* **EXERCISE REQUIREMENTS**
From the entries that follow, reproduce exactly and only the lines from the line with "tracing_subscriber::registry()" to the line with "let mut lib", endpoints included.

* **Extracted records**
────────────────────

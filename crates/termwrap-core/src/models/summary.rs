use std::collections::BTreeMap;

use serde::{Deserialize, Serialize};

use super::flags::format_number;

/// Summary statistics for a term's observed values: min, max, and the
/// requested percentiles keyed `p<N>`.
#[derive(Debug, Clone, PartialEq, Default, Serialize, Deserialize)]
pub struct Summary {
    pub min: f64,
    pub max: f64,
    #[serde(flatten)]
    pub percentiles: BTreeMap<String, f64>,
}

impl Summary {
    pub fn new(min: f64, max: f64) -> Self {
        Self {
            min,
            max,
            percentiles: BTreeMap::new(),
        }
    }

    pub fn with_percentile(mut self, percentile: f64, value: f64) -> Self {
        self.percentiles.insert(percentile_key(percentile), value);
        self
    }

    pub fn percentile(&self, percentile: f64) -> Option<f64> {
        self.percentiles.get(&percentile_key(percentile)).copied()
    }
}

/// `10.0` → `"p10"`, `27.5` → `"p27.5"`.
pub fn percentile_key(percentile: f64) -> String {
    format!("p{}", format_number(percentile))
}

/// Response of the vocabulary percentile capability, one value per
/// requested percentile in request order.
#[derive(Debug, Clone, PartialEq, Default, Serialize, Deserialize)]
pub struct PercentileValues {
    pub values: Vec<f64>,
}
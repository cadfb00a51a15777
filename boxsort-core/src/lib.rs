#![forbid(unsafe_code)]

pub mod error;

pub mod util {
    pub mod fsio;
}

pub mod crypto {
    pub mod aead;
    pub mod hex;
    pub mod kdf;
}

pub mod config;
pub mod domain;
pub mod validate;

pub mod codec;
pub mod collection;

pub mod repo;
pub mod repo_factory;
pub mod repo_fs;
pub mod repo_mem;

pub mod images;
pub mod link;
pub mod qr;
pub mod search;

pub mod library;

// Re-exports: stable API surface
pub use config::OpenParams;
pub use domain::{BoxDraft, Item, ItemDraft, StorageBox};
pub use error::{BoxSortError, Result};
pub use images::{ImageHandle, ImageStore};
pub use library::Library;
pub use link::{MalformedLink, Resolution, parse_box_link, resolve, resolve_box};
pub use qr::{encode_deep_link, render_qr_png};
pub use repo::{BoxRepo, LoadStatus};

────────────────────

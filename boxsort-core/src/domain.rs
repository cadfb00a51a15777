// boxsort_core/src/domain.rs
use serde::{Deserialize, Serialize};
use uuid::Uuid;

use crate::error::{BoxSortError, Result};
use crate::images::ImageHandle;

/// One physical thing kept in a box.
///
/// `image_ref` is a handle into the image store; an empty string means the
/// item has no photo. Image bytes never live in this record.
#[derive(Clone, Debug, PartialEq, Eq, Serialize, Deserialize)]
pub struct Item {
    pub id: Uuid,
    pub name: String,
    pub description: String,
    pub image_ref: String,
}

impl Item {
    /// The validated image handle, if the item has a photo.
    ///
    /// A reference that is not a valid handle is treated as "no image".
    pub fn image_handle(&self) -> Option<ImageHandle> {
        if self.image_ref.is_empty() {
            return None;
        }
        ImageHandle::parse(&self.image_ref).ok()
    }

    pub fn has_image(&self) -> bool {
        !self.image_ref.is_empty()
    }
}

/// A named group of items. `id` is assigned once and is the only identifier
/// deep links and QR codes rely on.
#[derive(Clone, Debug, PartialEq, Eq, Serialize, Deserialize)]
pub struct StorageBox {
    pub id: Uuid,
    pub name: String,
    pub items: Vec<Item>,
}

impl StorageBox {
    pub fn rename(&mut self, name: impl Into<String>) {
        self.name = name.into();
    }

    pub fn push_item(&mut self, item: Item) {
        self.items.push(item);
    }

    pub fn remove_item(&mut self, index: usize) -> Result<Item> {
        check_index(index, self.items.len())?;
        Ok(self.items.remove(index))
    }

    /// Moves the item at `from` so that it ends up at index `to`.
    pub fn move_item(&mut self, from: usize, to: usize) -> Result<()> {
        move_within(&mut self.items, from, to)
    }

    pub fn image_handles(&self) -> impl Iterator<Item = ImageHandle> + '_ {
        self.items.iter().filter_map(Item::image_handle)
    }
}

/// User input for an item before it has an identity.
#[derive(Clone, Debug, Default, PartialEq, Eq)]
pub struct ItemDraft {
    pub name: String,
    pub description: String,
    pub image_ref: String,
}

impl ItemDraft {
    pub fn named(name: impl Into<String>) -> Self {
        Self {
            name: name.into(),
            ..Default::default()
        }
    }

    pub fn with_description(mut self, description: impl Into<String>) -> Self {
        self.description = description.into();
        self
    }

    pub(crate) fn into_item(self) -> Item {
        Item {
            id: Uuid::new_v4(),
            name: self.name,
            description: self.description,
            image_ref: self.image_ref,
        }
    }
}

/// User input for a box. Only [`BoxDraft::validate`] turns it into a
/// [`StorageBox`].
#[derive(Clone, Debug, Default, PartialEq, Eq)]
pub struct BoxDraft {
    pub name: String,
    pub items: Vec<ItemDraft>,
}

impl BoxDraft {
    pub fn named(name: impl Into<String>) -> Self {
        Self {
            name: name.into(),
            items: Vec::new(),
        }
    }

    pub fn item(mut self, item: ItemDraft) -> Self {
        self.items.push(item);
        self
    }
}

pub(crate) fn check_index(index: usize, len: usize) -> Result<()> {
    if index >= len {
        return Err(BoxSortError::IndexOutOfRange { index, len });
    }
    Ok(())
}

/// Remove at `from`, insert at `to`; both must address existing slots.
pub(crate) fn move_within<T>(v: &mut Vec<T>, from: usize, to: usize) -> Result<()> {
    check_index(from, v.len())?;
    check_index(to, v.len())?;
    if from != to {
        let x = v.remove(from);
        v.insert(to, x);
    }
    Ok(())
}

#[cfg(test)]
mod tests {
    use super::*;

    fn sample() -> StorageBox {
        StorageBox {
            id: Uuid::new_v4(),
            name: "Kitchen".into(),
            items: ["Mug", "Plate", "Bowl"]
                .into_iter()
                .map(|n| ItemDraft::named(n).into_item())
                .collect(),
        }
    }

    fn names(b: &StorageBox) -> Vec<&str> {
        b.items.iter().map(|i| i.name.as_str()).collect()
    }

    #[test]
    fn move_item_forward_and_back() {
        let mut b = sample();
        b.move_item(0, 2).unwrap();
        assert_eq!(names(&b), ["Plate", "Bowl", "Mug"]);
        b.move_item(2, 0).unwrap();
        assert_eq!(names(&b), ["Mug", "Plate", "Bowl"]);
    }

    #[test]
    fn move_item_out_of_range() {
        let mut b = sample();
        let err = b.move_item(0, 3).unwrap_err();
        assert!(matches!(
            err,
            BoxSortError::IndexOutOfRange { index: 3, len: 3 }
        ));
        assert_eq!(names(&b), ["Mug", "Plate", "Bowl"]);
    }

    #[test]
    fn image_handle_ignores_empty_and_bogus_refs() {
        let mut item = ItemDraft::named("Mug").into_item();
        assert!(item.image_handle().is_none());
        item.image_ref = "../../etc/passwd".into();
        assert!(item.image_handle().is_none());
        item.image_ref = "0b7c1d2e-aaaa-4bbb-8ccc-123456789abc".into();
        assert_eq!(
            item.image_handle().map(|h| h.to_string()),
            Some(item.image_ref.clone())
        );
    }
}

────────────────────

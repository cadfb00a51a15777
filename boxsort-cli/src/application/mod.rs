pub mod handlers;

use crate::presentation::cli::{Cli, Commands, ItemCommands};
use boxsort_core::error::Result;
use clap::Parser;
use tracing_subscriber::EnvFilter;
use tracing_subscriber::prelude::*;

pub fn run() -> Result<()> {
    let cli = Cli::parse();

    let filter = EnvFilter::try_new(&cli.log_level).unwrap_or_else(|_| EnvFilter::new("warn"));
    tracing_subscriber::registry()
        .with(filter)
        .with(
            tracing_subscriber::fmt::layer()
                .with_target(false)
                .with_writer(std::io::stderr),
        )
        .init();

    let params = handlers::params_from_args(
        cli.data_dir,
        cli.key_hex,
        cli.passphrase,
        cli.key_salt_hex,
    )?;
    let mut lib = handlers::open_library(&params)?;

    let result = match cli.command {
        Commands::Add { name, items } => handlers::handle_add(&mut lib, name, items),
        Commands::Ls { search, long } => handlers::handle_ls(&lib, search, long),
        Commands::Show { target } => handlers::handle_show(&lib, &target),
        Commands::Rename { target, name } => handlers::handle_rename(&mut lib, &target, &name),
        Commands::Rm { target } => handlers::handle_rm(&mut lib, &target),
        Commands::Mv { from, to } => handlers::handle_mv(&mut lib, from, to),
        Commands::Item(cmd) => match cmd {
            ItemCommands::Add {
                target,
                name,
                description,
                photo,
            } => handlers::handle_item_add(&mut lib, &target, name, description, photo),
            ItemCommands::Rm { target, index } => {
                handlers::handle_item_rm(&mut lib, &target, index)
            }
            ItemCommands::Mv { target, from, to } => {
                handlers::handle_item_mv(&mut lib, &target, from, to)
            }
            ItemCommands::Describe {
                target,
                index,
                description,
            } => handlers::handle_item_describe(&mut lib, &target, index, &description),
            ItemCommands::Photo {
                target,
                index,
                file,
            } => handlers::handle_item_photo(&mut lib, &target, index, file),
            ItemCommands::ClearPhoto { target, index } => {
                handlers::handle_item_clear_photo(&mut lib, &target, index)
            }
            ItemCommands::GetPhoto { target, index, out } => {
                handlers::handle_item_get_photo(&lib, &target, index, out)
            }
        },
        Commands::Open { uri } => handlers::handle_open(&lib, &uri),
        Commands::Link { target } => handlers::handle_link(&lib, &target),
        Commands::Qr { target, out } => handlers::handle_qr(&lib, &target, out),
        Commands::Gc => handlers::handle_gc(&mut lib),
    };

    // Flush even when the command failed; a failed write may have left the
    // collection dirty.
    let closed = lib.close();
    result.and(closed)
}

────────────────────

* **RESPONSE**
    tracing_subscriber::registry()
        .with(filter)
        .with(
            tracing_subscriber::fmt::layer()
                .with_target(false)
                .with_writer(std::io::stderr),
        )
        .init();

    let params = handlers::params_from_args(
        cli.data_dir,
        cli.key_hex,
        cli.passphrase,
        cli.key_salt_hex,
    )?;
    let mut lib = handlers::open_library(&params)?;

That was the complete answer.